Stored entries
──────

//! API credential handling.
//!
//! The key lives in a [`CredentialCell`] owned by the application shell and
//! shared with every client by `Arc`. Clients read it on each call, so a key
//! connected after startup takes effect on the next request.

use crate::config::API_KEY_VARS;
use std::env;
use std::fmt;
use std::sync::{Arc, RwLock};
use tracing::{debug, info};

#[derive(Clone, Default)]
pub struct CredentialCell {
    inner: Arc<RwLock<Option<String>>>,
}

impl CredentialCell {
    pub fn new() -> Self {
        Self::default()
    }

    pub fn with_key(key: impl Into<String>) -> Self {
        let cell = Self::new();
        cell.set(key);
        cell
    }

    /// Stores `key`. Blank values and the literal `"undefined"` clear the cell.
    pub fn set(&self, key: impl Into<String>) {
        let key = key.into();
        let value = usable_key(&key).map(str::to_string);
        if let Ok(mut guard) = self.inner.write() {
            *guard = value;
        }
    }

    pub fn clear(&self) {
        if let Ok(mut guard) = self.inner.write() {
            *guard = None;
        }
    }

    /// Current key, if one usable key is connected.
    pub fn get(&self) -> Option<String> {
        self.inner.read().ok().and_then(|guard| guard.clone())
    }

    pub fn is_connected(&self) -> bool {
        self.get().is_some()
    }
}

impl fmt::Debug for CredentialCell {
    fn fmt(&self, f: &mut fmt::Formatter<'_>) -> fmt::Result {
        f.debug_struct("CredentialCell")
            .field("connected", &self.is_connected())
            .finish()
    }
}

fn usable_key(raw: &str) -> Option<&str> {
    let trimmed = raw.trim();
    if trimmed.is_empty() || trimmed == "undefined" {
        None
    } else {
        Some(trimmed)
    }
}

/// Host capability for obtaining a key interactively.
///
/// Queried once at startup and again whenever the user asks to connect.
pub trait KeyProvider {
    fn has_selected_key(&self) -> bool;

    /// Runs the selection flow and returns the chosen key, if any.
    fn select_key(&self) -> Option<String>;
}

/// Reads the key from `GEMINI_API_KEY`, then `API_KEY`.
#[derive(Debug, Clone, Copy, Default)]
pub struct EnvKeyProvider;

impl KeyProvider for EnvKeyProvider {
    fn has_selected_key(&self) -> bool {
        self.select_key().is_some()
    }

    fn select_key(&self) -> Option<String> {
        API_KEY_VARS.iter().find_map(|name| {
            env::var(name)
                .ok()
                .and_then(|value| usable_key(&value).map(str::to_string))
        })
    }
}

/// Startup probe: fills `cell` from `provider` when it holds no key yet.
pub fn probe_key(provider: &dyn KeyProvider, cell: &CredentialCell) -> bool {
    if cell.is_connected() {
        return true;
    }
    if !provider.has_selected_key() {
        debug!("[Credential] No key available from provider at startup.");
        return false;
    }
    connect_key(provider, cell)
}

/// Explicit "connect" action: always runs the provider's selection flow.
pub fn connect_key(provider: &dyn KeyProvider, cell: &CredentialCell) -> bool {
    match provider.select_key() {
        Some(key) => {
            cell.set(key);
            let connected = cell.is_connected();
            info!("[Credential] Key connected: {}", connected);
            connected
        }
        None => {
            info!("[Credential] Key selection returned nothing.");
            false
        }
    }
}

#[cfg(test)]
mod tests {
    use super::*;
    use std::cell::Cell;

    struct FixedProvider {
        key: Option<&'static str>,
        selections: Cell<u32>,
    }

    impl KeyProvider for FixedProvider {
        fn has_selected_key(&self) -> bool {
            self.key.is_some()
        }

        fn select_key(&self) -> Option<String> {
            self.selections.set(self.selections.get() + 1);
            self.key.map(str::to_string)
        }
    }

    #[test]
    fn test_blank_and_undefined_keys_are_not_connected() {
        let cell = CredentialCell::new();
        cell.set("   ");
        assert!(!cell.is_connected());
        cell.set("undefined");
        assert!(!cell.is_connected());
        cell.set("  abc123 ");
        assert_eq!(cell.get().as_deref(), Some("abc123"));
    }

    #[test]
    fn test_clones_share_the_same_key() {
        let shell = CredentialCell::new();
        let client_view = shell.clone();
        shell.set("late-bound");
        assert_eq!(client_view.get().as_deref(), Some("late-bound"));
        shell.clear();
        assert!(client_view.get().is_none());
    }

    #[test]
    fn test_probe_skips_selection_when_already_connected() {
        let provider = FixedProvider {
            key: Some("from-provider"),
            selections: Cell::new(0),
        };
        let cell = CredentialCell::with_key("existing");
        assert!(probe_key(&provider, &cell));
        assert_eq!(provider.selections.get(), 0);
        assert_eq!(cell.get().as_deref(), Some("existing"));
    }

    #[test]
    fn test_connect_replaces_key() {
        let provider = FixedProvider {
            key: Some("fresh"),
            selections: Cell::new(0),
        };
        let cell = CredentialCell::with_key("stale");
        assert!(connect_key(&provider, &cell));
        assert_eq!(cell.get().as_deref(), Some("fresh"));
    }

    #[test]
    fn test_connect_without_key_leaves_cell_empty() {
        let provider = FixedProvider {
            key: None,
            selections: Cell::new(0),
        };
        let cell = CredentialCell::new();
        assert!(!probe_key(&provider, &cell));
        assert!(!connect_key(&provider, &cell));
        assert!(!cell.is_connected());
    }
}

──────

[WHAT YOU NEED TO DO] All of the data above should be reproduced exactly.

[WRITTEN SOLUTION]
//! API credential handling.
//!
//! The key lives in a [`CredentialCell`] owned by the application shell and
//! shared with every client by `Arc`. Clients read it on each call, so a key
//! connected after startup takes effect on the next request.

use crate::config::API_KEY_VARS;
use std::env;
use std::fmt;
use std::sync::{Arc, RwLock};
use tracing::{debug, info};

#[derive(Clone, Default)]
pub struct CredentialCell {
    inner: Arc<RwLock<Option<String>>>,
}

impl CredentialCell {
    pub fn new() -> Self {
        Self::default()
    }

    pub fn with_key(key: impl Into<String>) -> Self {
        let cell = Self::new();
        cell.set(key);
        cell
    }

    /// Stores `key`. Blank values and the literal `"undefined"` clear the cell.
    pub fn set(&self, key: impl Into<String>) {
        let key = key.into();
        let value = usable_key(&key).map(str::to_string);
        if let Ok(mut guard) = self.inner.write() {
            *guard = value;
        }
    }

    pub fn clear(&self) {
        if let Ok(mut guard) = self.inner.write() {
            *guard = None;
        }
    }

    /// Current key, if one usable key is connected.
    pub fn get(&self) -> Option<String> {
        self.inner.read().ok().and_then(|guard| guard.clone())
    }

    pub fn is_connected(&self) -> bool {
        self.get().is_some()
    }
}

impl fmt::Debug for CredentialCell {
    fn fmt(&self, f: &mut fmt::Formatter<'_>) -> fmt::Result {
        f.debug_struct("CredentialCell")
            .field("connected", &self.is_connected())
            .finish()
    }
}

fn usable_key(raw: &str) -> Option<&str> {
    let trimmed = raw.trim();
    if trimmed.is_empty() || trimmed == "undefined" {
        None
    } else {
        Some(trimmed)
    }
}

/// Host capability for obtaining a key interactively.
///
/// Queried once at startup and again whenever the user asks to connect.
pub trait KeyProvider {
    fn has_selected_key(&self) -> bool;

    /// Runs the selection flow and returns the chosen key, if any.
    fn select_key(&self) -> Option<String>;
}

/// Reads the key from `GEMINI_API_KEY`, then `API_KEY`.
#[derive(Debug, Clone, Copy, Default)]
pub struct EnvKeyProvider;

impl KeyProvider for EnvKeyProvider {
    fn has_selected_key(&self) -> bool {
        self.select_key().is_some()
    }

    fn select_key(&self) -> Option<String> {
        API_KEY_VARS.iter().find_map(|name| {
            env::var(name)
                .ok()
                .and_then(|value| usable_key(&value).map(str::to_string))
        })
    }
}

/// Startup probe: fills `cell` from `provider` when it holds no key yet.
pub fn probe_key(provider: &dyn KeyProvider, cell: &CredentialCell) -> bool {
    if cell.is_connected() {
        return true;
    }
    if !provider.has_selected_key() {
        debug!("[Credential] No key available from provider at startup.");
        return false;
    }
    connect_key(provider, cell)
}

/// Explicit "connect" action: always runs the provider's selection flow.
pub fn connect_key(provider: &dyn KeyProvider, cell: &CredentialCell) -> bool {
    match provider.select_key() {
        Some(key) => {
            cell.set(key);
            let connected = cell.is_connected();
            info!("[Credential] Key connected: {}", connected);
            connected
        }
        None => {
            info!("[Credential] Key selection returned nothing.");
            false
        }
    }
}

#[cfg(test)]
mod tests {
    use super::*;
    use std::cell::Cell;

    struct FixedProvider {
        key: Option<&'static str>,
        selections: Cell<u32>,
    }

    impl KeyProvider for FixedProvider {
        fn has_selected_key(&self) -> bool {
            self.key.is_some()
        }

        fn select_key(&self) -> Option<String> {
            self.selections.set(self.selections.get() + 1);
            self.key.map(str::to_string)
        }
    }

    #[test]
    fn test_blank_and_undefined_keys_are_not_connected() {
        let cell = CredentialCell::new();
        cell.set("   ");
        assert!(!cell.is_connected());
        cell.set("undefined");
        assert!(!cell.is_connected());
        cell.set("  abc123 ");
        assert_eq!(cell.get().as_deref(), Some("abc123"));
    }

    #[test]
    fn test_clones_share_the_same_key() {
        let shell = CredentialCell::new();
        let client_view = shell.clone();
        shell.set("late-bound");
        assert_eq!(client_view.get().as_deref(), Some("late-bound"));
        shell.clear();
        assert!(client_view.get().is_none());
    }

    #[test]
    fn test_probe_skips_selection_when_already_connected() {
        let provider = FixedProvider {
            key: Some("from-provider"),
            selections: Cell::new(0),
        };
        let cell = CredentialCell::with_key("existing");
        assert!(probe_key(&provider, &cell));
        assert_eq!(provider.selections.get(), 0);
        assert_eq!(cell.get().as_deref(), Some("existing"));
    }

    #[test]
    fn test_connect_replaces_key() {
        let provider = FixedProvider {
            key: Some("fresh"),
            selections: Cell::new(0),
        };
        let cell = CredentialCell::with_key("stale");
        assert!(connect_key(&provider, &cell));
        assert_eq!(cell.get().as_deref(), Some("fresh"));
    }

    #[test]
    fn test_connect_without_key_leaves_cell_empty() {
        let provider = FixedProvider {
            key: None,
            selections: Cell::new(0),
        };
        let cell = CredentialCell::new();
        assert!(!probe_key(&provider, &cell));
        assert!(!connect_key(&provider, &cell));
        assert!(!cell.is_connected());
    }
}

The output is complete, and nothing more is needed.